A humanitarian delegation of physicians from Rambam Health Care Campus in Haifa was performing lifesaving surgery on a three-year-old girl in Addis Ababa when suddenly the electric ventilator stopped working and the lights went out.
Unfazed, the surgeons spent the next 15 minutes continuing the procedure using light from Dr. Yotam Shkedy’s battery-operated surgical headlight and their cell phones.
Meanwhile, Dr. Vasile Recea assisted the Ethiopian anesthetists in manually pumping air into the little girl’s nose until the hospital’s backup generator started functioning.

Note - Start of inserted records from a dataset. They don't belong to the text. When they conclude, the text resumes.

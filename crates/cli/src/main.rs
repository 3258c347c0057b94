use anyhow::{Context, Result, anyhow};
use clap::{Parser, Subcommand};
use feedback_client::HttpBackend;
use feedback_core::config::ClientConfig;
use feedback_core::db::SqliteStorage;
use feedback_core::schema::{FeedbackDraft, FeedbackStatus, Severity, StatusUpdate};
use feedback_core::taxonomy::Taxonomy;
use feedback_core::validation::normalize_review_status;
use feedback_core::{FeedbackError, FeedbackSession};
use schemars::schema_for;
use std::fs;
use std::path::PathBuf;
use tracing::debug;
use tracing_subscriber::EnvFilter;
use tracing_subscriber::layer::SubscriberExt;
use tracing_subscriber::util::SubscriberInitExt;

type Session = FeedbackSession<HttpBackend, SqliteStorage>;

#[derive(Parser)]
#[command(name = "feedback")]
#[command(about = "Anonymous workplace feedback client", long_about = None)]
struct Cli {
    /// Path to the client configuration file
    #[arg(short, long, default_value = "feedback.toml")]
    config: PathBuf,

    /// Log level (trace, debug, info, warn, error)
    #[arg(long, default_value = "warn")]
    log_level: String,

    #[command(subcommand)]
    command: Commands,
}

#[derive(Subcommand)]
enum Commands {
    /// Submit anonymous feedback and receive a tracking ID
    Submit(SubmitArgs),

    /// Check the review status of a submission
    Status {
        /// Tracking ID returned when the feedback was submitted
        tracking_id: Option<String>,

        /// Use the Nth most recent tracking ID from history instead (1 = latest)
        #[arg(long, conflicts_with = "tracking_id")]
        recent: Option<usize>,

        /// Print the status as JSON
        #[arg(long)]
        json: bool,
    },

    /// List tracking IDs issued to this client
    History {
        /// Forget all stored tracking IDs
        #[arg(long)]
        clear: bool,
    },

    /// Change the review status of a submission (requires an API token)
    UpdateStatus {
        tracking_id: String,

        /// New status, e.g. investigating, resolved, requires_more_info
        #[arg(long)]
        status: String,

        /// Notes visible to the submitter
        #[arg(long)]
        public_notes: Option<String>,

        #[arg(long)]
        next_steps: Option<String>,
    },

    /// List feedback types and their categories
    Taxonomy,

    /// Export JSON Schemas for the wire types
    Schema {
        #[command(subcommand)]
        command: SchemaCommands,
    },
}

#[derive(clap::Args)]
struct SubmitArgs {
    /// Feedback type, e.g. harassment (see `feedback taxonomy`)
    #[arg(long = "type")]
    feedback_type: String,

    #[arg(long)]
    category: String,

    /// low, medium, high or critical
    #[arg(long)]
    severity: String,

    /// Description of the concern (at least 10 characters)
    #[arg(long, required_unless_present = "description_file")]
    description: Option<String>,

    /// Read the description from a file
    #[arg(long, conflicts_with = "description")]
    description_file: Option<PathBuf>,

    /// Organization ID (defaults to client.organization_id from config)
    #[arg(long)]
    organization: Option<String>,

    #[arg(long)]
    target_type: Option<String>,

    #[arg(long)]
    target_id: Option<String>,

    /// Link to supporting evidence; may be repeated
    #[arg(long = "evidence-url")]
    evidence_urls: Vec<String>,

    /// Date of the incident (YYYY-MM-DD)
    #[arg(long)]
    incident_date: Option<String>,
}

#[derive(Subcommand)]
enum SchemaCommands {
    /// Export JSON Schema files for the request and response types
    Export {
        /// Output directory (default: ./schemas)
        #[arg(long, default_value = "schemas")]
        out_dir: PathBuf,
    },
}

#[tokio::main]
async fn main() -> Result<()> {
    let cli = Cli::parse();

    let filter = EnvFilter::try_new(&cli.log_level).unwrap_or_else(|_| EnvFilter::new("warn"));
    tracing_subscriber::registry()
        .with(filter)
        .with(
            tracing_subscriber::fmt::layer()
                .with_target(false)
                .with_writer(std::io::stderr),
        )
        .init();

    match cli.command {
        Commands::Schema { command } => match command {
            SchemaCommands::Export { out_dir } => schema_export(out_dir),
        },
        Commands::Taxonomy => {
            let config = ClientConfig::load(&cli.config)?;
            print_taxonomy(&load_taxonomy(&config)?);
            Ok(())
        }
        Commands::Submit(args) => {
            let config = ClientConfig::load(&cli.config)?;
            let mut session = open_session(&config)?;
            submit(&mut session, &config, args).await
        }
        Commands::Status {
            tracking_id,
            recent,
            json,
        } => {
            let config = ClientConfig::load(&cli.config)?;
            let mut session = open_session(&config)?;
            status(&mut session, tracking_id, recent, json).await
        }
        Commands::History { clear } => {
            let config = ClientConfig::load(&cli.config)?;
            let mut session = open_session(&config)?;
            history(&mut session, clear)
        }
        Commands::UpdateStatus {
            tracking_id,
            status,
            public_notes,
            next_steps,
        } => {
            let config = ClientConfig::load(&cli.config)?;
            let mut session = open_session(&config)?;
            let update = StatusUpdate {
                status: normalize_review_status(&status)
                    .map_err(|errors| report(FeedbackError::Validation(errors)))?,
                public_notes,
                next_steps,
            };
            session
                .update_status(&tracking_id, &update)
                .await
                .map_err(report)?;
            println!("Status of {} set to {}", tracking_id.trim(), update.status.label());
            Ok(())
        }
    }
}

fn load_taxonomy(config: &ClientConfig) -> Result<Taxonomy> {
    match &config.client.taxonomy_path {
        Some(path) => Taxonomy::load(path),
        None => Taxonomy::builtin(),
    }
}

fn print_taxonomy(taxonomy: &Taxonomy) {
    for (name, entry) in taxonomy.types() {
        println!("{name} ({})", entry.label);
        for category in &entry.categories {
            println!("  - {category}");
        }
    }
    println!();
    println!("Severity levels:");
    for severity in Severity::ALL {
        println!("  - {severity}: {}", severity.label());
    }
}

fn open_session(config: &ClientConfig) -> Result<Session> {
    debug!(
        base_url = %config.api.base_url,
        storage = %config.client.storage_path.display(),
        "opening feedback session"
    );
    let taxonomy = load_taxonomy(config)?;
    let backend = HttpBackend::new(&config.api)?;
    let storage = SqliteStorage::open(&config.client.storage_path).with_context(|| {
        format!(
            "opening client storage {}",
            config.client.storage_path.display()
        )
    })?;
    Ok(FeedbackSession::new(backend, storage, taxonomy))
}

async fn submit(session: &mut Session, config: &ClientConfig, args: SubmitArgs) -> Result<()> {
    let description = match (args.description, args.description_file) {
        (Some(text), _) => text,
        (None, Some(path)) => fs::read_to_string(&path)
            .with_context(|| format!("reading description from {}", path.display()))?,
        (None, None) => String::new(),
    };
    let draft = FeedbackDraft {
        organization_id: args
            .organization
            .or_else(|| config.client.organization_id.clone())
            .unwrap_or_default(),
        feedback_type: args.feedback_type,
        category: args.category,
        description,
        severity: args.severity,
        target_type: args.target_type,
        target_id: args.target_id,
        evidence_urls: args.evidence_urls,
        incident_date: args.incident_date,
    };

    let tracking_id = session.submit(&draft).await.map_err(report)?;

    println!("Feedback submitted anonymously.");
    println!("Tracking ID: {tracking_id}");
    println!("Keep this ID to check on your report later: feedback status {tracking_id}");
    Ok(())
}

async fn status(
    session: &mut Session,
    tracking_id: Option<String>,
    recent: Option<usize>,
    json: bool,
) -> Result<()> {
    let tracking_id = match (tracking_id, recent) {
        (Some(id), _) => id,
        (None, Some(position)) => session
            .cache()
            .recent(position)
            .map(|record| record.tracking_id.clone())
            .ok_or_else(|| {
                anyhow!("no tracking ID at position {position}; see `feedback history`")
            })?,
        (None, None) => String::new(),
    };

    let status = session.check_status(&tracking_id).await.map_err(report)?;

    if json {
        println!("{}", serde_json::to_string_pretty(&status)?);
    } else {
        print_status(tracking_id.trim(), &status);
    }
    Ok(())
}

fn print_status(tracking_id: &str, status: &FeedbackStatus) {
    println!("Tracking ID:  {tracking_id}");
    println!("Status:       {}", status.status.label());
    if let Some(severity) = status.severity {
        println!("Severity:     {severity}");
    }
    if let Some(category) = &status.category {
        println!("Category:     {category}");
    }
    if let Some(submitted_at) = &status.submitted_at {
        println!("Submitted:    {submitted_at}");
    }
    if let Some(last_updated) = &status.last_updated {
        println!("Last updated: {last_updated}");
    }
    if let Some(notes) = &status.public_notes {
        println!();
        println!("Notes from reviewers:");
        println!("{notes}");
    }
    if let Some(next_steps) = &status.next_steps {
        println!();
        println!("Next steps:");
        println!("{next_steps}");
    }
    if status.status.is_terminal() {
        println!();
        println!("This report is {} and will not receive further updates.", status.status);
    }
}

fn history(session: &mut Session, clear: bool) -> Result<()> {
    if clear {
        session.cache_mut().clear()?;
        println!("Tracking ID history cleared.");
        return Ok(());
    }
    let records = session.cache().records();
    if records.is_empty() {
        println!("No tracking IDs stored yet.");
        return Ok(());
    }
    for (index, record) in records.iter().enumerate() {
        println!(
            "{:>2}. {}  {}  {}  {}",
            index + 1,
            record.tracking_id,
            record.submitted_at,
            record.category,
            record.severity
        );
    }
    Ok(())
}

/// Prints the user-facing message and any suggested alternatives.
fn report(err: FeedbackError) -> anyhow::Error {
    let actions = err.alternative_actions();
    if !actions.is_empty() {
        eprintln!("You can also:");
        for action in actions {
            eprintln!("  - {action}");
        }
    }
    anyhow::Error::new(err)
}

fn schema_export(out_dir: PathBuf) -> Result<()> {
    fs::create_dir_all(&out_dir)?;

    let schemas = [
        ("FeedbackSubmission", schema_for!(feedback_core::schema::FeedbackSubmission)),
        ("SubmitResponse", schema_for!(feedback_core::schema::SubmitResponse)),
        ("StatusResponse", schema_for!(feedback_core::schema::StatusResponse)),
        ("StatusUpdate", schema_for!(feedback_core::schema::StatusUpdate)),
        ("TrackingRecord", schema_for!(feedback_core::schema::TrackingRecord)),
    ];
    for (name, schema) in schemas {
        let json = serde_json::to_string_pretty(&schema)?;
        fs::write(out_dir.join(format!("{name}.schema.json")), json)?;
    }

    println!("Exported schemas to {}", out_dir.display());
    Ok(())
}
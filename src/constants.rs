/// Vendor ID of the code scanner.
pub static SCANNER_VID: u16 = 0x05e0;

/// Product ID of the code scanner.
pub static SCANNER_PID: u16 = 0x0200;

/// Byte offset of the keycode inside a keyboard input report.
pub const KEYCODE_INDEX: usize = 2;

/// Large enough for any keyboard report the scanner emits.
pub const REPORT_BUFFER_SIZE: usize = 64;

/// Capacity of the MQTT client's own request channel.
pub const CLIENT_REQUEST_CAPACITY: usize = 16;

/// Failed enumerations in a row after which the hidapi context is rebuilt.
pub const ENUMERATION_FAILURES_BEFORE_RESET: u32 = 3;
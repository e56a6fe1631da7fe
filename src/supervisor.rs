use std::io;
use std::sync::atomic::{AtomicBool, Ordering};
use std::sync::Arc;
use std::thread;

use tracing::{error, info};

use crate::broker::{publication_queue, BrokerConnector, BrokerSession, MqttConnector};
use crate::config::Config;
use crate::locator::{HidApiBackend, HidBackend};
use crate::server::ScannerServer;

/// Shared flag asking both sessions to wind down.
#[derive(Debug, Clone, Default)]
pub struct StopToken(Arc<AtomicBool>);

impl StopToken {
    pub fn new() -> Self {
        Self::default()
    }

    pub fn stop(&self) {
        self.0.store(true, Ordering::SeqCst);
    }

    pub fn is_stopped(&self) -> bool {
        self.0.load(Ordering::SeqCst)
    }
}

/// Runs the scanner side and the broker side on their own threads.
///
/// The two sides only share the bounded scan queue, so a stalled broker never blocks the
/// scanner and an unplugged scanner never touches the broker connection.
#[derive(Debug)]
pub struct Supervisor {
    config: Config,
    stop: StopToken,
}

impl Supervisor {
    pub fn new(config: Config) -> Self {
        Supervisor {
            config,
            stop: StopToken::new(),
        }
    }

    pub fn stop_token(&self) -> StopToken {
        self.stop.clone()
    }

    /// Runs against the real HID devices and MQTT broker until stopped.
    pub fn run(&self) -> io::Result<()> {
        let retry_interval = self.config.locate_retry_interval;
        let stop = self.stop.clone();

        self.run_with(
            move || HidApiBackend::initialize(retry_interval, &stop),
            MqttConnector::new(&self.config),
        )
    }

    /// Runs with the given collaborators. `backend` is called on the scanner thread, so the HID
    /// backend itself does not have to be `Send`.
    #[tracing::instrument(skip_all)]
    pub fn run_with<B, F, C>(&self, backend: F, mut connector: C) -> io::Result<()>
    where
        B: HidBackend,
        F: FnOnce() -> Option<B> + Send + 'static,
        C: BrokerConnector + Send + 'static,
    {
        let (publisher, queue) = publication_queue(self.config.queue_capacity);

        let mut session = BrokerSession::new(&self.config, queue, self.stop.clone());
        let broker = thread::Builder::new()
            .name("broker".to_string())
            .spawn(move || session.run(&mut connector))?;

        let server = ScannerServer::new(&self.config, publisher, self.stop.clone());
        let scanner = thread::Builder::new()
            .name("scanner".to_string())
            .spawn(move || {
                if let Some(mut backend) = backend() {
                    server.start(&mut backend);
                }
            });

        let scanner = match scanner {
            Ok(handle) => handle,
            Err(e) => {
                self.stop.stop();
                let _ = broker.join();
                return Err(e);
            }
        };

        info!("Supervisor running.");

        if scanner.join().is_err() {
            error!("Scanner thread panicked.");
        }
        if broker.join().is_err() {
            error!("Broker thread panicked.");
        }

        Ok(())
    }
}
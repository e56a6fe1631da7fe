//! Bridges a USB HID code scanner to an MQTT broker.
//!
//! The scanner enumerates as a keyboard. Every keystroke arrives as an input report whose third
//! byte is the keycode; the keycodes are translated to characters and collected until the scanner
//! sends Enter, and the completed scan is published on a fixed topic.
//!
//! The scanner and the broker connection fail independently. A scanner that is unplugged is
//! looked for again once per second, a broken broker connection is re-established right away,
//! and neither side waits for the other.

pub mod assembler;
pub mod broker;
pub mod config;
pub mod constants;
pub mod devices;
pub mod error;
pub mod keycode;
pub mod locator;
pub mod server;
pub mod supervisor;
pub mod tools;
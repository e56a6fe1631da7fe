use std::time::Duration;

use tracing::{debug, error, info, trace, warn};

use crate::assembler::ScanAssembler;
use crate::broker::Publisher;
use crate::config::Config;
use crate::constants::REPORT_BUFFER_SIZE;
use crate::devices::ScannerIdentifier;
use crate::error::DeviceError;
use crate::keycode::{keycode_of, translate};
use crate::locator::{locate, HidBackend, ReportSource};
use crate::supervisor::StopToken;

/// Reads scans from the code scanner and hands them to the broker session.
#[derive(Debug)]
pub struct ScannerServer {
    device_identifier: ScannerIdentifier,
    topic: String,
    retry_interval: Duration,
    read_timeout_ms: i32,
    publisher: Publisher,
    stop: StopToken,
}

impl ScannerServer {
    #[tracing::instrument(skip(config, publisher, stop))]
    pub fn new(config: &Config, publisher: Publisher, stop: StopToken) -> Self {
        info!(
            "Creating new code scanner server for device: {}",
            config.scanner
        );

        ScannerServer {
            device_identifier: config.scanner,
            topic: config.topic.clone(),
            retry_interval: config.locate_retry_interval,
            read_timeout_ms: config.read_timeout_ms,
            publisher,
            stop,
        }
    }

    /// Locates the scanner and reads from it until stopped. Every device error starts over with
    /// a fresh locate and an empty scan buffer.
    #[tracing::instrument(skip(self, backend))]
    pub fn start<B: HidBackend>(&self, backend: &mut B) {
        info!("Starting server.");

        while let Some(device) = locate(
            backend,
            self.device_identifier,
            self.retry_interval,
            &self.stop,
        ) {
            match self.serve(device) {
                Ok(()) => break,
                Err(e) => error!("{}. Relocating {}.", e, self.device_identifier),
            }
        }

        info!("Server stopped.");
    }

    fn serve<D: ReportSource>(&self, mut device: D) -> Result<(), DeviceError> {
        let mut assembler = ScanAssembler::new();
        let mut buf = [0u8; REPORT_BUFFER_SIZE];

        info!("Entering read loop.");

        while !self.stop.is_stopped() {
            let read_len = match device.read_report(&mut buf, self.read_timeout_ms) {
                Ok(read_len) => read_len,
                Err(e) => {
                    if !assembler.is_empty() {
                        debug!("Discarding partial scan {:?}.", assembler.pending());
                    }
                    return Err(e);
                }
            };

            if read_len == 0 {
                continue;
            }

            let report = &buf[..read_len];
            trace!("Received {} bytes: {:02x?}", report.len(), report);

            let code = match keycode_of(report) {
                Some(code) => code,
                None => continue,
            };

            if let Some(scan) = assembler.feed(translate(code)) {
                info!("Scanned {}", scan);

                if let Err(e) = self.publisher.publish(&self.topic, scan) {
                    warn!("Scan was not queued for publishing: {}", e);
                }
            }
        }

        Ok(())
    }
}
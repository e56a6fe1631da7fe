use std::collections::VecDeque;
use std::ffi::CString;
use std::sync::{Arc, Mutex};
use std::thread::sleep;
use std::time::Duration;

use scanner_mqtt::broker::{BrokerConnector, BrokerLink, Publication};
use scanner_mqtt::config::Config;
use scanner_mqtt::devices::DeviceEntry;
use scanner_mqtt::error::{BrokerError, DeviceError};
use scanner_mqtt::locator::{HidBackend, ReportSource};
use scanner_mqtt::supervisor::{StopToken, Supervisor};

struct KeyboardDevice {
    keycodes: VecDeque<u8>,
}

impl ReportSource for KeyboardDevice {
    fn read_report(&mut self, buf: &mut [u8], _timeout_ms: i32) -> Result<usize, DeviceError> {
        match self.keycodes.pop_front() {
            Some(code) => {
                let report = [0, 0, code, 0, 0, 0, 0, 0];
                buf[..report.len()].copy_from_slice(&report);
                Ok(report.len())
            }
            None => {
                sleep(Duration::from_millis(1));
                Ok(0)
            }
        }
    }
}

struct Host {
    attached: Vec<DeviceEntry>,
    keycodes: Vec<u8>,
}

impl HidBackend for Host {
    type Device = KeyboardDevice;

    fn enumerate(&mut self) -> Result<Vec<DeviceEntry>, DeviceError> {
        Ok(self.attached.clone())
    }

    fn open(&mut self, entry: &DeviceEntry) -> Result<KeyboardDevice, DeviceError> {
        assert_eq!(entry.path, CString::new("/dev/hidraw1").unwrap());
        Ok(KeyboardDevice {
            keycodes: self.keycodes.drain(..).collect(),
        })
    }
}

struct RecordingLink {
    published: Arc<Mutex<Vec<Publication>>>,
    stop: StopToken,
}

impl BrokerLink for RecordingLink {
    fn publish(&mut self, publication: &Publication) -> Result<(), BrokerError> {
        self.published.lock().unwrap().push(publication.clone());
        self.stop.stop();
        Ok(())
    }

    fn poll(&mut self, _timeout: Duration) -> Result<(), BrokerError> {
        sleep(Duration::from_millis(1));
        Ok(())
    }
}

struct RecordingBroker {
    refuse_first: usize,
    published: Arc<Mutex<Vec<Publication>>>,
    stop: StopToken,
}

impl BrokerConnector for RecordingBroker {
    type Link = RecordingLink;

    fn connect(&mut self, _host: &str, _port: u16) -> Result<RecordingLink, BrokerError> {
        if self.refuse_first > 0 {
            self.refuse_first -= 1;
            return Err(BrokerError::Connection("connection refused".to_string()));
        }
        Ok(RecordingLink {
            published: self.published.clone(),
            stop: self.stop.clone(),
        })
    }
}

fn entry(vendor_id: u16, product_id: u16, path: &str) -> DeviceEntry {
    DeviceEntry {
        vendor_id,
        product_id,
        path: CString::new(path).unwrap(),
    }
}

fn scan_through(refuse_first: usize) -> Vec<Publication> {
    let config = Config {
        locate_retry_interval: Duration::ZERO,
        poll_interval: Duration::ZERO,
        ..Config::default()
    };
    let supervisor = Supervisor::new(config);
    let published = Arc::new(Mutex::new(Vec::new()));

    let host = Host {
        attached: vec![
            entry(0x046d, 0xc52b, "/dev/hidraw0"),
            entry(0x05e0, 0x0200, "/dev/hidraw1"),
        ],
        keycodes: vec![0x1D, 0x00, 0x1E, 0x00, 0x28, 0x00],
    };
    let broker = RecordingBroker {
        refuse_first,
        published: published.clone(),
        stop: supervisor.stop_token(),
    };

    supervisor.run_with(move || Some(host), broker).unwrap();

    let published = published.lock().unwrap().clone();
    published
}

#[test]
fn scan_is_published_once_on_the_scan_topic() {
    let published = scan_through(0);

    assert_eq!(
        published,
        vec![Publication {
            topic: "hasi/code_scanner".to_string(),
            payload: "01".to_string(),
        }]
    );
}

#[test]
fn scan_survives_broker_reconnects() {
    let published = scan_through(3);

    assert_eq!(published.len(), 1);
    assert_eq!(published[0].payload, "01");
}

“Power outages are a part of life in these countries,” said Shkedy, director of Rambam’s otorhinolaryngology-head and neck surgery unit and head of the medical delegation, “but usually there is a backup generator that automatically turns on. That did not happen in this case. We had to adapt quickly because our young patient was lying on the operating table and we were in the middle of the procedure.”
The surgery continued to a successful completion. “Happily, our patient’s life was never in danger, despite the power outage,” Shkedy said.
The collaboration between Rambam and St. Peter’s Hospital in Addis Ababa grew out of Shkedy’s visit last year to the African hospital for humanitarian activities in the field of head and neck surgery. A team from St. Peter’s visited Rambam about three months ago.
At the beginning of July, Rambam sent another delegation of volunteers to the hospital to offer expanded services, including head and neck surgery and gynecological treatments.
In addition to Shkedy and Recea, the volunteers included Dr. Nir Haya, director of the gynecology unit at Rambam, and nurse Avivit Nitka. They treated dozens of local patients and performed about a dozen surgeries.
“We love our profession, but getting out of the daily routine into a different reality, one that often requires thinking outside the box or performing surgery under the light of a surgical headlight, gives us proportion and a lot of satisfaction,” Shkedy said.